I'm using container image with 5x170Mb AI models. When I invoke function the first time all those models load into memory for further inference.
Problem: more often it takes about 10-25 sec per file to load. (So cold start takes about 2 minutes) But sometimes it loads as expected about 1-2 sec a model and cold start takes only 10 secs.
After little investigation I've found that it's all about reading/opening file from disk into memory. So simple "read byte-file from disk to variable" takes 10-20 seconds. Insane.
P.S. I'm using 10240Mb RAM functions and should have the most processing power.
Is there any way I can avoid so long loading? Why does it happens?
UPDATE:
- I'm using onnxruntime and Python to load the model
- All code and models stored in container and opened/loaded from there
- From experiment: if I open any model as
with open("model.onnx","rb") as f: cont = f.read()
it takes 20 secs to open the file. But then when I open the same file withmodel = onnxruntime.InferenceSession("model.onnx")
it loads instantly. So I've made a conclusion that problem with opening/reading file, not with onnx. - This also happens with reading big files in "ZIP" type function. It looks like it's not container problem.
TO REPRODUCE:
If you want to see how it works on your side.
- Create lambda function
- Configure it to 10240 mb ram and 30 sec timeout
- Upload ZIP from my S3: https://alxbtest.s3.amazonaws.com/file-open-test.zip
- Run/test event.
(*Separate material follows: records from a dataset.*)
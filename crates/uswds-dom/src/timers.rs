//! Timer APIs
//!
//! setTimeout/clearTimeout on a virtual clock. Time only moves when the
//! host calls `Document::advance_time`, which keeps delayed behavior
//! deterministic.

use crate::Document;
use std::collections::BTreeMap;

/// Timer handle
#[derive(Debug, Clone, Copy, PartialEq, Eq, Hash, PartialOrd, Ord)]
pub struct TimerId(u64);

/// Callback run when a timer fires
pub type TimerCallback = Box<dyn FnOnce(&mut Document)>;

/// Pending timeouts ordered by (due time, id)
#[derive(Default)]
pub struct TimerQueue {
    now_ms: u64,
    next_id: u64,
    timers: BTreeMap<(u64, TimerId), TimerCallback>,
}

impl TimerQueue {
    pub fn new() -> Self {
        Self::default()
    }

    /// Current virtual time
    pub fn now(&self) -> u64 {
        self.now_ms
    }

    /// Schedule `callback` to run `delay_ms` from now
    pub fn set_timeout(&mut self, delay_ms: u64, callback: TimerCallback) -> TimerId {
        self.next_id += 1;
        let id = TimerId(self.next_id);
        self.timers
            .insert((self.now_ms.saturating_add(delay_ms), id), callback);
        id
    }

    /// Cancel a pending timer. Returns false if it already fired.
    pub fn clear(&mut self, id: TimerId) -> bool {
        let key = self.timers.keys().find(|(_, t)| *t == id).copied();
        key.is_some_and(|key| self.timers.remove(&key).is_some())
    }

    /// Check whether a timer is still pending
    pub fn is_pending(&self, id: TimerId) -> bool {
        self.timers.keys().any(|(_, t)| *t == id)
    }

    /// Number of pending timers
    pub fn len(&self) -> usize {
        self.timers.len()
    }

    pub fn is_empty(&self) -> bool {
        self.timers.is_empty()
    }

    /// Pop the earliest timer due at or before `deadline`, moving the
    /// clock to its due time.
    pub(crate) fn pop_due(&mut self, deadline: u64) -> Option<TimerCallback> {
        let (&(due, id), _) = self.timers.first_key_value()?;
        if due > deadline {
            return None;
        }
        self.now_ms = due;
        self.timers.remove(&(due, id))
    }

    pub(crate) fn set_now(&mut self, now_ms: u64) {
        self.now_ms = self.now_ms.max(now_ms);
    }
}

impl std::fmt::Debug for TimerQueue {
    fn fmt(&self, f: &mut std::fmt::Formatter<'_>) -> std::fmt::Result {
        f.debug_struct("TimerQueue")
            .field("now_ms", &self.now_ms)
            .field("pending", &self.timers.len())
            .finish()
    }
}
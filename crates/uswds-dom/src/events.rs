//! DOM Events
//!
//! Event types, the event object, and the per-target listener registry.
//! Dispatch itself lives on `Document` because listeners receive the
//! document mutably.

use crate::{Document, ListenerError, NodeId};
use std::collections::HashMap;
use std::rc::Rc;

/// Event type identifier
#[derive(Debug, Clone, Copy, PartialEq, Eq, Hash)]
pub enum EventType {
    Click,
    Focus,
    Blur,
    FocusIn,
    FocusOut,
    MouseOver,
    MouseOut,
    MouseEnter,
    MouseLeave,
    KeyDown,
    KeyUp,
    TouchStart,
    TouchEnd,
    TouchCancel,
    /// Fired on an element, before it is detached, when
    /// `Document::remove_child` takes it out of its parent
    NodeRemoved,
}

impl EventType {
    /// Check if this event type can bubble
    pub fn bubbles(&self) -> bool {
        !matches!(
            self,
            EventType::Focus | EventType::Blur | EventType::MouseEnter | EventType::MouseLeave
        )
    }

    /// Whether `prevent_default` has any effect
    pub fn cancelable(&self) -> bool {
        !matches!(
            self,
            EventType::Focus
                | EventType::Blur
                | EventType::FocusIn
                | EventType::FocusOut
                | EventType::MouseEnter
                | EventType::MouseLeave
                | EventType::TouchCancel
                | EventType::NodeRemoved
        )
    }

    /// DOM event name
    pub fn name(&self) -> &'static str {
        match self {
            EventType::Click => "click",
            EventType::Focus => "focus",
            EventType::Blur => "blur",
            EventType::FocusIn => "focusin",
            EventType::FocusOut => "focusout",
            EventType::MouseOver => "mouseover",
            EventType::MouseOut => "mouseout",
            EventType::MouseEnter => "mouseenter",
            EventType::MouseLeave => "mouseleave",
            EventType::KeyDown => "keydown",
            EventType::KeyUp => "keyup",
            EventType::TouchStart => "touchstart",
            EventType::TouchEnd => "touchend",
            EventType::TouchCancel => "touchcancel",
            EventType::NodeRemoved => "DOMNodeRemoved",
        }
    }

    /// Parse a DOM event name
    pub fn parse(name: &str) -> Option<Self> {
        Some(match name {
            "click" => EventType::Click,
            "focus" => EventType::Focus,
            "blur" => EventType::Blur,
            "focusin" => EventType::FocusIn,
            "focusout" => EventType::FocusOut,
            "mouseover" => EventType::MouseOver,
            "mouseout" => EventType::MouseOut,
            "mouseenter" => EventType::MouseEnter,
            "mouseleave" => EventType::MouseLeave,
            "keydown" => EventType::KeyDown,
            "keyup" => EventType::KeyUp,
            "touchstart" => EventType::TouchStart,
            "touchend" => EventType::TouchEnd,
            "touchcancel" => EventType::TouchCancel,
            "DOMNodeRemoved" => EventType::NodeRemoved,
            _ => return None,
        })
    }
}

impl std::fmt::Display for EventType {
    fn fmt(&self, f: &mut std::fmt::Formatter<'_>) -> std::fmt::Result {
        f.write_str(self.name())
    }
}

/// Dispatch phase
#[derive(Debug, Clone, Copy, PartialEq, Eq, Default)]
pub enum EventPhase {
    #[default]
    None,
    Capturing,
    AtTarget,
    Bubbling,
}

/// DOM event
#[derive(Debug, Clone)]
pub struct Event {
    pub event_type: EventType,
    pub target: NodeId,
    pub current_target: NodeId,
    pub related_target: Option<NodeId>,
    /// `KeyboardEvent.key` for key events
    pub key: Option<String>,
    pub phase: EventPhase,
    pub bubbles: bool,
    pub cancelable: bool,
    /// Virtual clock time (ms) at dispatch
    pub timestamp: u64,
    default_prevented: bool,
    propagation_stopped: bool,
    in_passive_listener: bool,
}

impl Event {
    /// Create an event with the type's default bubbling/cancelable flags
    pub fn new(event_type: EventType, target: NodeId) -> Self {
        Self {
            event_type,
            target,
            current_target: NodeId::NONE,
            related_target: None,
            key: None,
            phase: EventPhase::None,
            bubbles: event_type.bubbles(),
            cancelable: event_type.cancelable(),
            timestamp: 0,
            default_prevented: false,
            propagation_stopped: false,
            in_passive_listener: false,
        }
    }

    /// Key event with `key`
    pub fn keyboard(event_type: EventType, target: NodeId, key: &str) -> Self {
        Self {
            key: Some(key.to_string()),
            ..Self::new(event_type, target)
        }
    }

    /// Set the related target (focus/blur, mouseover/mouseout)
    pub fn with_related_target(mut self, related: NodeId) -> Self {
        self.related_target = related.to_option();
        self
    }

    /// Prevent default action
    pub fn prevent_default(&mut self) {
        if self.cancelable && !self.in_passive_listener {
            self.default_prevented = true;
        }
    }

    /// Stop propagation
    pub fn stop_propagation(&mut self) {
        self.propagation_stopped = true;
    }

    /// Check if default was prevented
    pub fn is_default_prevented(&self) -> bool {
        self.default_prevented
    }

    /// Check if propagation was stopped
    pub fn is_propagation_stopped(&self) -> bool {
        self.propagation_stopped
    }

    /// Copy of this event whose target is `target`; used by delegation so
    /// a handler sees the element its selector matched.
    pub fn rebased(&self, target: NodeId) -> Self {
        Self {
            target,
            ..self.clone()
        }
    }

    /// Take over cancellation state from a rebased copy
    pub fn absorb(&mut self, other: &Event) {
        self.default_prevented |= other.default_prevented;
        self.propagation_stopped |= other.propagation_stopped;
    }

    pub(crate) fn set_passive(&mut self, passive: bool) {
        self.in_passive_listener = passive;
    }
}

/// Event listener callback
pub type Listener = Rc<dyn Fn(&mut Document, &mut Event) -> Result<(), ListenerError>>;

/// Listener registration handle
#[derive(Debug, Clone, Copy, PartialEq, Eq, Hash, PartialOrd, Ord)]
pub struct ListenerId(u64);

/// Listener options
#[derive(Debug, Clone, Copy, Default, PartialEq, Eq)]
pub struct ListenerOptions {
    pub capture: bool,
    pub passive: bool,
    pub once: bool,
}

impl ListenerOptions {
    /// Capture-phase listener
    pub fn capture() -> Self {
        Self {
            capture: true,
            ..Self::default()
        }
    }
}

#[derive(Clone)]
struct RegisteredListener {
    id: ListenerId,
    options: ListenerOptions,
    callback: Listener,
}

/// Snapshot entry handed to dispatch
#[derive(Clone)]
pub(crate) struct ListenerEntry {
    pub id: ListenerId,
    pub options: ListenerOptions,
    pub callback: Listener,
}

/// Listener registry keyed by (target, event type), preserving
/// registration order per key.
#[derive(Default)]
pub struct ListenerRegistry {
    next_id: u64,
    listeners: HashMap<(NodeId, EventType), Vec<RegisteredListener>>,
    index: HashMap<ListenerId, (NodeId, EventType)>,
}

impl ListenerRegistry {
    pub fn new() -> Self {
        Self::default()
    }

    /// Register a listener
    pub fn add(
        &mut self,
        target: NodeId,
        event_type: EventType,
        options: ListenerOptions,
        callback: Listener,
    ) -> ListenerId {
        self.next_id += 1;
        let id = ListenerId(self.next_id);
        self.listeners
            .entry((target, event_type))
            .or_default()
            .push(RegisteredListener {
                id,
                options,
                callback,
            });
        self.index.insert(id, (target, event_type));
        id
    }

    /// Remove a listener by handle
    pub fn remove(&mut self, id: ListenerId) -> bool {
        let Some(key) = self.index.remove(&id) else {
            return false;
        };
        if let Some(list) = self.listeners.get_mut(&key) {
            list.retain(|l| l.id != id);
            if list.is_empty() {
                self.listeners.remove(&key);
            }
        }
        true
    }

    /// Check if a handle is still registered
    pub fn contains(&self, id: ListenerId) -> bool {
        self.index.contains_key(&id)
    }

    /// Number of listeners registered on `target`
    pub fn count_for(&self, target: NodeId) -> usize {
        self.index.values().filter(|(t, _)| *t == target).count()
    }

    /// Number of listeners registered on `target` for `event_type`
    pub fn count_for_type(&self, target: NodeId, event_type: EventType) -> usize {
        self.listeners
            .get(&(target, event_type))
            .map_or(0, Vec::len)
    }

    /// Total registered listeners
    pub fn len(&self) -> usize {
        self.index.len()
    }

    pub fn is_empty(&self) -> bool {
        self.index.is_empty()
    }

    /// Listeners for one phase of one target, in registration order
    pub(crate) fn snapshot(
        &self,
        target: NodeId,
        event_type: EventType,
        capture: bool,
    ) -> Vec<ListenerEntry> {
        self.listeners
            .get(&(target, event_type))
            .map(|list| {
                list.iter()
                    .filter(|l| l.options.capture == capture)
                    .map(|l| ListenerEntry {
                        id: l.id,
                        options: l.options,
                        callback: Rc::clone(&l.callback),
                    })
                    .collect()
            })
            .unwrap_or_default()
    }
}

impl std::fmt::Debug for ListenerRegistry {
    fn fmt(&self, f: &mut std::fmt::Formatter<'_>) -> std::fmt::Result {
        f.debug_struct("ListenerRegistry")
            .field("listeners", &self.index.len())
            .finish()
    }
}
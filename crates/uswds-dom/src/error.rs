//! DOM errors

use crate::NodeId;

/// Result type for DOM operations
pub type DomResult<T> = Result<T, DomError>;

/// Error returned by an event listener or lifecycle hook.
///
/// Boxed so every component can surface its own error type through the
/// shared dispatch path.
pub type ListenerError = Box<dyn std::error::Error + Send + Sync + 'static>;

/// DOM operation errors
#[derive(Debug, Clone, PartialEq, Eq, thiserror::Error)]
pub enum DomError {
    /// Node not found
    #[error("Node not found: {0}")]
    NotFound(NodeId),

    /// Hierarchy error (e.g., inserting an ancestor into its descendant)
    #[error("Hierarchy request error: cannot insert {child} into {parent}")]
    HierarchyRequest { parent: NodeId, child: NodeId },

    /// Invalid node type for the operation
    #[error("Invalid node type: {0}")]
    InvalidNodeType(NodeId),

    /// Node is not a child of the given parent
    #[error("{child} is not a child of {parent}")]
    NotAChild { parent: NodeId, child: NodeId },
}
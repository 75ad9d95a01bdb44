//! Edge case tests for uswds-html
//!
//! Malformed markup and parse/serialize agreement.

use uswds_html::{HtmlParser, HtmlSerializer, append_fragment, parse};

// ============================================================================
// EMPTY AND MALFORMED INPUT
// ============================================================================

#[test]
fn test_parse_empty_still_has_structure() {
    let doc = parse("");
    assert!(doc.document_element().is_valid());
    assert!(doc.head().is_valid());
    assert!(doc.body().is_valid());
}

#[test]
fn test_parse_unclosed_tags() {
    let doc = parse("<div><p><span>text");
    assert_eq!(doc.tree().text_content(doc.body()), "text");
}

#[test]
fn test_table_rows_get_implied_tbody() {
    let doc = parse("<table><tr><td>1</td></tr><tr><td>2</td></tr></table>");
    let tree = doc.tree();
    let table = tree.element_children(doc.body())[0];
    let tbody = tree.element_children(table)[0];
    assert_eq!(tree.tag_name(tbody), Some("tbody"));
    assert_eq!(tree.element_children(tbody).len(), 2);
}

#[test]
fn test_parse_with_url() {
    let doc = HtmlParser::new().parse_with_url("<p>x</p>", "https://designsystem.digital.gov/");
    assert_eq!(doc.url(), "https://designsystem.digital.gov/");
}

// ============================================================================
// SERIALIZATION
// ============================================================================

#[test]
fn test_outer_html_roundtrips_attributes() {
    let doc = parse(r#"<button class="usa-button usa-tooltip" data-position="bottom" title="Tip &amp; more">B</button>"#);
    let tree = doc.tree();
    let button = tree.element_children(doc.body())[0];

    assert_eq!(tree.attribute(button, "title"), Some("Tip & more"));
    assert_eq!(
        HtmlSerializer::new().serialize_outer(tree, button),
        r#"<button class="usa-button usa-tooltip" data-position="bottom" title="Tip &amp; more">B</button>"#
    );
}

#[test]
fn test_skip_comments() {
    let doc = parse("<p>a<!-- note -->b</p>");
    let p = doc.tree().element_children(doc.body())[0];

    let serializer = HtmlSerializer { skip_comments: true };
    assert_eq!(serializer.serialize_inner(doc.tree(), p), "ab");
    assert_eq!(HtmlSerializer::new().serialize_inner(doc.tree(), p), "a<!-- note -->b");
}

#[test]
fn test_append_fragment_into_existing_document() {
    let mut doc = parse("<main id=\"m\"><p>first</p></main>");
    let main = doc.get_element_by_id("m").unwrap();

    let added = append_fragment(&mut doc, main, "<p>second</p>text").unwrap();
    assert_eq!(added.len(), 2);
    assert_eq!(doc.tree().text_content(main), "firstsecondtext");
    assert_eq!(doc.tree().parent(added[0]), Some(main));
}
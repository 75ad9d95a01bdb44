//! DOMTokenList (classList)
//!
//! Implements classList for CSS class manipulation.

/// DOMTokenList for managing space-separated tokens (e.g., classList)
#[derive(Debug, Clone, Default, PartialEq, Eq)]
pub struct DOMTokenList {
    tokens: Vec<String>,
}

impl DOMTokenList {
    /// Create empty token list
    pub fn new() -> Self {
        Self::default()
    }

    /// Parse from space-separated string, dropping duplicates
    pub fn from_string(s: &str) -> Self {
        let mut list = Self::new();
        for token in s.split_whitespace() {
            list.add(&[token]);
        }
        list
    }

    /// Get number of tokens
    pub fn length(&self) -> usize {
        self.tokens.len()
    }

    /// Get token at index
    pub fn item(&self, index: usize) -> Option<&str> {
        self.tokens.get(index).map(|s| s.as_str())
    }

    /// Check if token exists
    pub fn contains(&self, token: &str) -> bool {
        self.tokens.iter().any(|t| t == token)
    }

    /// Add token(s)
    pub fn add(&mut self, tokens: &[&str]) {
        for token in tokens {
            if !token.is_empty() && !self.contains(token) {
                self.tokens.push(token.to_string());
            }
        }
    }

    /// Remove token(s)
    pub fn remove(&mut self, tokens: &[&str]) {
        self.tokens.retain(|t| !tokens.contains(&t.as_str()));
    }

    /// Toggle token, returns new state
    pub fn toggle(&mut self, token: &str, force: Option<bool>) -> bool {
        let on = force.unwrap_or(!self.contains(token));
        if on {
            self.add(&[token]);
        } else {
            self.remove(&[token]);
        }
        on
    }

    /// Replace token in place. Returns false if `old_token` was absent.
    pub fn replace(&mut self, old_token: &str, new_token: &str) -> bool {
        let Some(pos) = self.tokens.iter().position(|t| t == old_token) else {
            return false;
        };
        if self.contains(new_token) {
            self.tokens.remove(pos);
        } else {
            self.tokens[pos] = new_token.to_string();
        }
        true
    }

    /// Get value as string
    pub fn value(&self) -> String {
        self.tokens.join(" ")
    }

    /// Iterate over tokens
    pub fn iter(&self) -> impl Iterator<Item = &str> {
        self.tokens.iter().map(|s| s.as_str())
    }
}

impl std::fmt::Display for DOMTokenList {
    fn fmt(&self, f: &mut std::fmt::Formatter<'_>) -> std::fmt::Result {
        write!(f, "{}", self.value())
    }
}

#[cfg(test)]
mod tests {
    use super::*;

    #[test]
    fn test_from_string() {
        let list = DOMTokenList::from_string("usa-button usa-tooltip usa-button");
        assert_eq!(list.length(), 2);
        assert!(list.contains("usa-button"));
        assert!(list.contains("usa-tooltip"));
    }

    #[test]
    fn test_add_remove() {
        let mut list = DOMTokenList::new();
        list.add(&["foo", "bar"]);
        assert_eq!(list.length(), 2);

        list.remove(&["foo"]);
        assert_eq!(list.length(), 1);
        assert!(!list.contains("foo"));
    }

    #[test]
    fn test_toggle() {
        let mut list = DOMTokenList::new();

        assert!(list.toggle("is-set", None));
        assert!(list.contains("is-set"));

        assert!(!list.toggle("is-set", None));
        assert!(!list.contains("is-set"));

        assert!(list.toggle("is-set", Some(true)));
        assert!(list.toggle("is-set", Some(true)));
        assert_eq!(list.length(), 1);
    }

    #[test]
    fn test_replace_keeps_position() {
        let mut list = DOMTokenList::from_string("usa-button usa-tooltip");

        assert!(list.replace("usa-tooltip", "usa-tooltip__trigger"));
        assert_eq!(list.value(), "usa-button usa-tooltip__trigger");
        assert!(!list.replace("missing", "other"));
    }
}
#![forbid(unsafe_code)]

//! Decorative effects for the CyberTerm hero.
//!
//! - [`AmbientScheduler`]: periodic glitch, scan-line, data-stream, and
//!   highlight flags with probabilistic triggers and timed resets.
//! - [`ParticleSystem`]: a bounded pointer trail with throttled spawning.
//!
//! Both are tier-aware and disable themselves entirely on `low-resource`
//! hosts. Rendering is left to the host; this crate only exposes state.

pub mod ambient;
pub mod palette;
pub mod particles;

pub use ambient::{
    AmbientConfig, AmbientScheduler, AmbientStats, EffectFlags, EffectKind, EffectSpec,
};
pub use palette::{NEON, Rgb};
pub use particles::{Particle, ParticleConfig, ParticleStats, ParticleSystem};
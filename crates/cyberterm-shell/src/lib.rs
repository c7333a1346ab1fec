#![forbid(unsafe_code)]

//! The CyberTerm terminal: command table, interpreter, transcript, input
//! history, and the boot-sequenced [`TerminalSession`] that ties them to the
//! text reveal engine.
//!
//! The interpreter is total over string input and synchronous; the session
//! owns the only scheduled work (boot line reveals) and follows the shared
//! [`Mountable`](cyberterm_core::Mountable) contract.

pub mod command;
pub mod history;
pub mod interpreter;
pub mod session;
pub mod transcript;

pub use command::{
    ActionKind, CatalogEntry, CatalogError, CommandAction, CommandCatalog, CommandSpec,
    CommandTable,
};
pub use history::InputHistory;
pub use interpreter::{FixedClock, Interpreter, InterpreterStats, Outcome, SystemClock, WallClock};
pub use session::{BootCallback, SessionPhase, SessionView, TerminalConfig, TerminalSession};
pub use transcript::{Transcript, TranscriptEntry};
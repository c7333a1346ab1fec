#![forbid(unsafe_code)]

//! Device tiers.
//!
//! A [`DeviceTier`] is a coarse capability class computed once per session
//! from host-probed [`Capabilities`]. Subsystems never probe the environment;
//! they receive the tier as plain configuration and scale their decorative
//! work from it.
//!
//! # Precedence
//!
//! When several signals apply, the most constrained tier wins:
//! `low-resource` overrides `mobile` overrides `tablet` overrides `full`.
//! A narrow viewport on a battery-saving device is therefore `low-resource`,
//! never `mobile`.

use std::fmt;
use std::str::FromStr;
use std::time::Duration;

use serde::{Deserialize, Serialize};

/// Viewports narrower than this are `mobile`.
pub const MOBILE_MAX_WIDTH: u32 = 767;
/// Viewports narrower than this (and not mobile) are `tablet`.
pub const TABLET_MAX_WIDTH: u32 = 1023;
/// Hosts with this many hardware threads or fewer are `low-resource`.
pub const LOW_RESOURCE_MAX_THREADS: u32 = 2;

/// Coarse device capability class, fixed for a session.
#[derive(Debug, Clone, Copy, PartialEq, Eq, Hash, Default, Serialize, Deserialize)]
#[serde(rename_all = "kebab-case")]
pub enum DeviceTier {
    /// Desktop-class device: every effect at base frequency.
    #[default]
    Full,
    /// Mid-width viewport: longer periods, heavy effects off.
    Tablet,
    /// Narrow viewport: longest periods, only light effects.
    Mobile,
    /// Constrained device: no decorative work at all.
    LowResource,
}

/// Host-probed environment facts used to pick a tier.
///
/// Fields default to the most capable values, so an empty probe yields
/// [`DeviceTier::Full`].
#[derive(Debug, Clone, Copy, PartialEq, Eq, Default, Serialize, Deserialize)]
#[serde(default)]
pub struct Capabilities {
    /// Viewport width in CSS pixels (`None` when unknown).
    pub viewport_width: Option<u32>,
    /// Battery saver / low-power mode is active.
    pub battery_saver: bool,
    /// The user asked for reduced motion.
    pub reduced_motion: bool,
    /// Reported hardware concurrency (`None` when unknown).
    pub hardware_threads: Option<u32>,
    /// The host reported memory pressure.
    pub low_memory: bool,
}

impl DeviceTier {
    /// Every tier, most capable first.
    pub const ALL: [Self; 4] = [Self::Full, Self::Tablet, Self::Mobile, Self::LowResource];

    /// Classify probed capabilities, applying the documented precedence.
    #[must_use]
    pub fn classify(caps: &Capabilities) -> Self {
        let constrained = caps.battery_saver
            || caps.reduced_motion
            || caps.low_memory
            || caps
                .hardware_threads
                .is_some_and(|threads| threads <= LOW_RESOURCE_MAX_THREADS);
        let tier = if constrained {
            Self::LowResource
        } else {
            match caps.viewport_width {
                Some(width) if width <= MOBILE_MAX_WIDTH => Self::Mobile,
                Some(width) if width <= TABLET_MAX_WIDTH => Self::Tablet,
                _ => Self::Full,
            }
        };
        tracing::debug!(target: "cyberterm.tier", ?caps, %tier, "device tier classified");
        tier
    }

    /// Capability rank: `Full` is highest, `LowResource` is zero.
    #[must_use]
    pub const fn rank(self) -> u8 {
        match self {
            Self::Full => 3,
            Self::Tablet => 2,
            Self::Mobile => 1,
            Self::LowResource => 0,
        }
    }

    /// Whether this tier is at least as capable as `minimum`.
    #[must_use]
    pub const fn meets(self, minimum: Self) -> bool {
        self.rank() >= minimum.rank()
    }

    /// Whether decorative subsystems run at all.
    #[must_use]
    pub const fn decorative_enabled(self) -> bool {
        !matches!(self, Self::LowResource)
    }

    /// Whether text reveals animate (otherwise they use skip mode).
    #[must_use]
    pub const fn animates_text(self) -> bool {
        self.decorative_enabled()
    }

    /// Multiplier applied to decorative periods, in percent.
    ///
    /// `None` means the tier runs no decorative work.
    #[must_use]
    pub const fn period_percent(self) -> Option<u32> {
        match self {
            Self::Full => Some(100),
            Self::Tablet => Some(150),
            Self::Mobile => Some(200),
            Self::LowResource => None,
        }
    }

    /// Scale a base period for this tier.
    #[must_use]
    pub fn scale_period(self, base: Duration) -> Option<Duration> {
        self.period_percent()
            .map(|percent| base.saturating_mul(percent) / 100)
    }

    /// Stable lowercase name, as used in configuration.
    #[must_use]
    pub const fn as_str(self) -> &'static str {
        match self {
            Self::Full => "full",
            Self::Tablet => "tablet",
            Self::Mobile => "mobile",
            Self::LowResource => "low-resource",
        }
    }
}

impl fmt::Display for DeviceTier {
    fn fmt(&self, f: &mut fmt::Formatter<'_>) -> fmt::Result {
        f.write_str(self.as_str())
    }
}

/// Error returned when parsing an unknown tier name.
#[derive(Debug, Clone, PartialEq, Eq)]
pub struct ParseTierError {
    input: String,
}

impl fmt::Display for ParseTierError {
    fn fmt(&self, f: &mut fmt::Formatter<'_>) -> fmt::Result {
        write!(
            f,
            "unknown device tier {:?} (expected full, tablet, mobile, or low-resource)",
            self.input
        )
    }
}

impl std::error::Error for ParseTierError {}

impl FromStr for DeviceTier {
    type Err = ParseTierError;

    fn from_str(s: &str) -> Result<Self, Self::Err> {
        let normalized = s.trim().to_ascii_lowercase().replace('_', "-");
        match normalized.as_str() {
            "full" | "desktop" => Ok(Self::Full),
            "tablet" => Ok(Self::Tablet),
            "mobile" => Ok(Self::Mobile),
            "low-resource" | "low" => Ok(Self::LowResource),
            _ => Err(ParseTierError {
                input: s.to_owned(),
            }),
        }
    }
}

#[cfg(test)]
mod tests {
    use super::*;

    fn caps(width: u32) -> Capabilities {
        Capabilities {
            viewport_width: Some(width),
            ..Capabilities::default()
        }
    }

    #[test]
    fn empty_probe_is_full() {
        assert_eq!(DeviceTier::classify(&Capabilities::default()), DeviceTier::Full);
    }

    #[test]
    fn viewport_breakpoints() {
        assert_eq!(DeviceTier::classify(&caps(375)), DeviceTier::Mobile);
        assert_eq!(DeviceTier::classify(&caps(767)), DeviceTier::Mobile);
        assert_eq!(DeviceTier::classify(&caps(768)), DeviceTier::Tablet);
        assert_eq!(DeviceTier::classify(&caps(1023)), DeviceTier::Tablet);
        assert_eq!(DeviceTier::classify(&caps(1024)), DeviceTier::Full);
    }

    #[test]
    fn low_resource_overrides_mobile() {
        let probe = Capabilities {
            battery_saver: true,
            ..caps(375)
        };
        assert_eq!(DeviceTier::classify(&probe), DeviceTier::LowResource);

        let probe = Capabilities {
            hardware_threads: Some(2),
            ..caps(1920)
        };
        assert_eq!(DeviceTier::classify(&probe), DeviceTier::LowResource);

        let probe = Capabilities {
            hardware_threads: Some(8),
            ..caps(1920)
        };
        assert_eq!(DeviceTier::classify(&probe), DeviceTier::Full);
    }

    #[test]
    fn reduced_motion_is_low_resource() {
        let probe = Capabilities {
            reduced_motion: true,
            ..Capabilities::default()
        };
        assert_eq!(DeviceTier::classify(&probe), DeviceTier::LowResource);
    }

    #[test]
    fn meets_follows_rank() {
        assert!(DeviceTier::Full.meets(DeviceTier::Tablet));
        assert!(DeviceTier::Tablet.meets(DeviceTier::Tablet));
        assert!(!DeviceTier::Mobile.meets(DeviceTier::Tablet));
        assert!(!DeviceTier::LowResource.meets(DeviceTier::Mobile));
    }

    #[test]
    fn period_scaling() {
        let base = Duration::from_millis(1000);
        assert_eq!(DeviceTier::Full.scale_period(base), Some(base));
        assert_eq!(
            DeviceTier::Tablet.scale_period(base),
            Some(Duration::from_millis(1500))
        );
        assert_eq!(
            DeviceTier::Mobile.scale_period(base),
            Some(Duration::from_millis(2000))
        );
        assert_eq!(DeviceTier::LowResource.scale_period(base), None);
    }

    #[test]
    fn parse_and_display_agree() {
        for tier in DeviceTier::ALL {
            assert_eq!(tier.to_string().parse::<DeviceTier>(), Ok(tier));
        }
        assert_eq!("LOW_RESOURCE".parse(), Ok(DeviceTier::LowResource));
        assert!("laptop".parse::<DeviceTier>().is_err());
    }
}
It took me 16 seconds to open the file.
Zip contains "model.onnx" (168Mb) and "lambda_fuction.py" with code:
import json,time
def lambda_handler(event, context):
# TODO implement
tt = time.time()
with open("model.onnx","rb") as f:
cont = f.read()
tt = time.time()-tt
print(f"Open time: {tt:0.4f} s")
return {
'statusCode': 200,
'body': json.dumps(f'Open time: {tt:0.4f} s')
}